>>>>>

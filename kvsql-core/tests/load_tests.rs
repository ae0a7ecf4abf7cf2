//! Batch loader end-to-end: Arrow IPC input files, per-block transactions,
//! bounded concurrency, unified error-abort semantics.

use std::fs::File;
use std::path::PathBuf;
use std::sync::mpsc::channel;
use std::sync::Arc;
use std::time::Duration;

use arrow::array::{Array, Int64Array};
use arrow::datatypes::{DataType, Field, Schema};
use arrow::ipc::writer::FileWriter;
use arrow::record_batch::RecordBatch;
use kvsql_core::load::LoadOptions;
use kvsql_core::{Database, DatabaseConfig, TransactionHandle, TransactionOptions};
use kvsql_plan::{CompileOptions, ParameterSet, SqlType, StatsSnapshot};
use kvsql_result::{ErrorCode, ErrorInfo, Result};
use kvsql_sql::DefaultSqlCompiler;

fn test_db() -> Database {
    let db = Database::new(
        DatabaseConfig {
            thread_pool_size: 4,
            ..Default::default()
        },
        Arc::new(DefaultSqlCompiler::new()),
    );
    db.start().unwrap();
    db
}

fn exec(db: &Database, tx: Option<&TransactionHandle>, sql: &str) -> Result<StatsSnapshot> {
    let statement = db.create_executable(sql, Arc::new(ParameterSet::new()))?;
    let (sender, receiver) = channel();
    db.execute_async(
        tx,
        &statement,
        None,
        Box::new(move |status, stats| {
            let _ = sender.send((status, stats));
        }),
        true,
    )?;
    let (status, stats) = receiver
        .recv_timeout(Duration::from_secs(10))
        .expect("statement completion never fired");
    status.map(|_| stats).map_err(ErrorInfo::into_error)
}

/// Write one Arrow IPC file with one record batch (= one block) per entry.
fn write_ipc_file(dir: &tempfile::TempDir, name: &str, blocks: &[Vec<i64>]) -> PathBuf {
    let path = dir.path().join(name);
    let schema = Arc::new(Schema::new(vec![Field::new("c0", DataType::Int64, false)]));
    let file = File::create(&path).unwrap();
    let mut writer = FileWriter::try_new(file, &schema).unwrap();
    for block in blocks {
        let batch = RecordBatch::try_new(
            Arc::clone(&schema),
            vec![Arc::new(Int64Array::from(block.clone()))],
        )
        .unwrap();
        writer.write(&batch).unwrap();
    }
    writer.finish().unwrap();
    path
}

fn prepare_insert(db: &Database) -> kvsql_core::StatementHandle {
    let mut host_variables = rustc_hash::FxHashMap::default();
    host_variables.insert("p0".to_string(), SqlType::Int8);
    db.prepare(
        "INSERT INTO t VALUES (:p0)",
        CompileOptions {
            session_id: None,
            host_variables,
        },
    )
    .unwrap()
}

fn count_rows(db: &Database) -> i64 {
    let store = Arc::new(kvsql_plan::ResultStore::new());
    let statement = db
        .create_executable("SELECT count(*) FROM t", Arc::new(ParameterSet::new()))
        .unwrap();
    let tx = db.create_transaction(TransactionOptions::default()).unwrap();
    let (sender, receiver) = channel();
    db.execute_async(
        Some(&tx),
        &statement,
        Some(Arc::clone(&store) as Arc<dyn kvsql_plan::RecordChannel>),
        Box::new(move |status, _| {
            let _ = sender.send(status);
        }),
        true,
    )
    .unwrap();
    receiver
        .recv_timeout(Duration::from_secs(10))
        .expect("count query never completed")
        .unwrap();
    db.abort_transaction(&tx).unwrap();
    db.destroy_transaction(&tx).unwrap();

    let batches = store.take_batches();
    let array = batches[0]
        .column(0)
        .as_any()
        .downcast_ref::<Int64Array>()
        .expect("count(*) yields Int64");
    array.value(0)
}

#[test]
fn test_load_inserts_every_row_of_every_block() {
    let db = test_db();
    exec(&db, None, "CREATE TABLE t (c0 BIGINT PRIMARY KEY)").unwrap();
    let prepared = prepare_insert(&db);

    let dir = tempfile::tempdir().unwrap();
    let file_a = write_ipc_file(
        &dir,
        "a.arrow",
        &[vec![1, 2, 3, 4], vec![5, 6, 7, 8], vec![9, 10, 11, 12]],
    );
    let file_b = write_ipc_file(
        &dir,
        "b.arrow",
        &[vec![13, 14, 15, 16], vec![17, 18, 19, 20], vec![21, 22, 23, 24]],
    );

    let mut template = ParameterSet::new();
    template.set_reference_column_position("p0", SqlType::Int8, 0);

    let (sender, receiver) = channel();
    let (_, executor) = db
        .execute_load_with_factory(
            &prepared,
            Arc::new(template),
            vec![file_a, file_b],
            LoadOptions {
                max_concurrent_files: 2,
                max_concurrent_blocks_per_file: 2,
            },
            Arc::new(kvsql_core::load::ArrowIpcReaderFactory),
            Box::new(move |status| {
                let _ = sender.send(status);
            }),
        )
        .unwrap();

    receiver
        .recv_timeout(Duration::from_secs(30))
        .expect("load completion never fired")
        .unwrap();
    assert!(executor.state().finished());
    assert_eq!(executor.state().running_statements(), 0);
    assert_eq!(count_rows(&db), 24);

    db.stop().unwrap();
}

#[test]
fn test_load_expands_column_references_by_name() {
    let db = test_db();
    exec(&db, None, "CREATE TABLE t (c0 BIGINT PRIMARY KEY)").unwrap();
    let prepared = prepare_insert(&db);

    let dir = tempfile::tempdir().unwrap();
    let file = write_ipc_file(&dir, "named.arrow", &[vec![100, 200]]);

    let mut template = ParameterSet::new();
    template.set_reference_column_name("p0", SqlType::Int8, "c0");

    let (sender, receiver) = channel();
    db.execute_load(
        &prepared,
        Arc::new(template),
        vec![file],
        LoadOptions::default(),
        Box::new(move |status| {
            let _ = sender.send(status);
        }),
    )
    .unwrap();

    receiver
        .recv_timeout(Duration::from_secs(30))
        .expect("load completion never fired")
        .unwrap();
    assert_eq!(count_rows(&db), 2);
    db.stop().unwrap();
}

#[test]
fn test_load_missing_file_reports_error_exactly_once() {
    let db = test_db();
    exec(&db, None, "CREATE TABLE t (c0 BIGINT PRIMARY KEY)").unwrap();
    let prepared = prepare_insert(&db);

    let mut template = ParameterSet::new();
    template.set_reference_column_position("p0", SqlType::Int8, 0);

    let (sender, receiver) = channel();
    db.execute_load(
        &prepared,
        Arc::new(template),
        vec![PathBuf::from("/no/such/file.arrow")],
        LoadOptions::default(),
        Box::new(move |status| {
            let _ = sender.send(status);
        }),
    )
    .unwrap();

    let info = receiver
        .recv_timeout(Duration::from_secs(30))
        .expect("load completion never fired")
        .unwrap_err();
    assert_eq!(info.code(), ErrorCode::LoadFileException);
    assert!(info.supplemental_text().contains("file:"));
    // Exactly once: no second completion arrives.
    assert!(receiver.recv_timeout(Duration::from_millis(200)).is_err());
    assert_eq!(count_rows(&db), 0);
    db.stop().unwrap();
}

#[test]
fn test_load_duplicate_key_aborts_with_first_error() {
    let db = test_db();
    exec(&db, None, "CREATE TABLE t (c0 BIGINT PRIMARY KEY)").unwrap();
    let prepared = prepare_insert(&db);

    let dir = tempfile::tempdir().unwrap();
    // The duplicate sits inside one block, so the second insert observes the
    // first through its own transaction.
    let file = write_ipc_file(&dir, "dup.arrow", &[vec![1, 1]]);

    let mut template = ParameterSet::new();
    template.set_reference_column_position("p0", SqlType::Int8, 0);

    let (sender, receiver) = channel();
    let (_, executor) = db
        .execute_load_with_factory(
            &prepared,
            Arc::new(template),
            vec![file],
            LoadOptions::default(),
            Arc::new(kvsql_core::load::ArrowIpcReaderFactory),
            Box::new(move |status| {
                let _ = sender.send(status);
            }),
        )
        .unwrap();

    let info = receiver
        .recv_timeout(Duration::from_secs(30))
        .expect("load completion never fired")
        .unwrap_err();
    assert_eq!(info.code(), ErrorCode::UniqueConstraintViolationException);
    assert!(info.supplemental_text().contains("block:0"));
    assert!(executor.state().finished());
    assert_eq!(executor.state().running_statements(), 0);
    db.stop().unwrap();
}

<<<<<

Exercise objective ::
Only the lines holding the string "DatabaseConfig" are needed; copy each of them from the material above.

Exercise response ::
use kvsql_core::{Database, DatabaseConfig, TransactionHandle, TransactionOptions};
        DatabaseConfig {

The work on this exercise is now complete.